Der Einsatz von Maschinen stellt zweifellos eine wesentliche Arbeitserleichterung für die Bauern dar. Andere Modernisierungsmaßen in der Landwirtschaft werden rückblickend aber auch kritisch gesehen. Dazu gehört neben Tierfutter aus dem Labor vor allem der Einsatz chemisch behandelter Düngemittel. Seit den 1950ern wurden diese auf den meisten Feldern in Europa verteilt. Viele traditionell familiengeführte Höfe sind inzwischen in landwirtschaftliche Großbetriebe übergegangen. Deren Profitmaximierung ging oft direkt zu Lasten der Umwelt. Denn Insektizide, Fungizide und Herbizide können die Böden, das Grundwasser und auch die angebauten Pflanzen belasten. In den 1970ern entwickelte sich erstmals der Wunsch nach Alternativen zur industriellen Landwirtschaft. Natürliche und unverfälschte Lebensmittel waren aber schwer zu bekommen. Ein junger Mann namens Walter Lang gründete daraufhin ein Selbstversorger-Projekt. Auf einem alten Bauerhof wurden mit selbst erzeugtem Honig und getrockneten Früchten in Handarbeit die ersten Fruchtschnitten hergestellt. In der noch jungen Naturkostbewegung wurden diese begeistert aufgenommen. So begann die Entwicklung von Allos, einem der wichtigsten Bio-Pioniere in Deutschland.
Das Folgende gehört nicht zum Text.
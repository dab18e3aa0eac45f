use thiserror::Error;

/// Errors raised while validating, marshalling, or decoding properties.
#[derive(Error, Debug)]
pub enum NeoformError {
    #[error("Type mismatch: expected {key} to be {expected} but received {actual}.")]
    TypeMismatch {
        key: String,
        expected: String,
        actual: String,
    },

    #[error("Malformed record: {keys} keys but {fields} fields")]
    MalformedRecord { keys: usize, fields: usize },

    #[error("Missing required property: {key}")]
    MissingRequired { key: String },

    #[error("Unknown property: {key} is not declared in the schema")]
    UnknownProperty { key: String },

    #[error("Invalid value for {key}: {value} is not one of the allowed values")]
    NotInEnum { key: String, value: String },

    #[error("Invalid value for {key}: does not match pattern {pattern}")]
    PatternMismatch { key: String, pattern: String },

    #[error("Invalid pattern for {key}: {source}")]
    InvalidPattern {
        key: String,
        #[source]
        source: regex::Error,
    },

    #[error("Unknown schema type: {0}")]
    UnknownType(String),

    #[error("Unsupported value: {0}")]
    UnsupportedValue(String),

    #[error("Configuration error: {0}")]
    Config(String),

    #[error("Serialization error: {0}")]
    Serialization(#[from] serde_json::Error),
}

impl From<config::ConfigError> for NeoformError {
    fn from(err: config::ConfigError) -> Self {
        Self::Config(err.to_string())
    }
}

pub type Result<T> = std::result::Result<T, NeoformError>;
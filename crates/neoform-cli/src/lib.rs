//! neoform-cli: check, render, decode, and store property bags from the shell.

pub mod commands;
pub mod config;
pub mod error;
Für Aufsehen sorgt die junge Marke Anfang der 1980er Jahre. Damals brachte Allos Amaranth aus Südamerika noch Deutschland. Es gelang, „das Wunderkorn der Inka“ auch auf deutschen Feldern anzubauen. Lange bevor Amaranth als Superfood populär wurde, war es schon fester Bestandteil der Allos Müslis. Kein Wunder also, dass hierzulande viele Menschen ihre erste Erfahrung mit Amaranth einem der leckeren Allos Müslis verdanken. Im Lauf der Zeit wuchs das Allos Bio-Sortiment um Fruchtaufstriche, Gebäck, Riegel, Fruchtsaucen und Fertiggerichte. Und auch das Angebot an Frühstückscerealien wurde immer weiter ausgebaut. Dazu zählen auch die Allos Pflanzendrinks. Sechs verschiedene Sorten bieten interessante Alternativen zur Kuhmilch.
Wer es klassisch mag, sollte den Allos Soja Drink oder den Reis Drink im Frühstücksmüsli probieren. Der Allos Mandel Drink naturell besteht nur aus Wasser, Mandeln und einer Prise Meersalz. Durch den Verzicht auf zusätzlichen Zucker ist der Mandeldrink vielseitig verwendbar und schmeckt sowohl heiß als auch kalt. Der Reis Kokos Drink überzeugt durch die Zugabe von Kokosnussmilch mit einem exotischen Aroma. Natürlich darf auch eine Hafer-Variante nicht fehlen: Der Allos Hafer Drink verfügt über eine milde Eigensüße. Der Allos Dinkel Drink komplettiert ist etwas kräftiger im Geschmack ist als die anderen Sorten.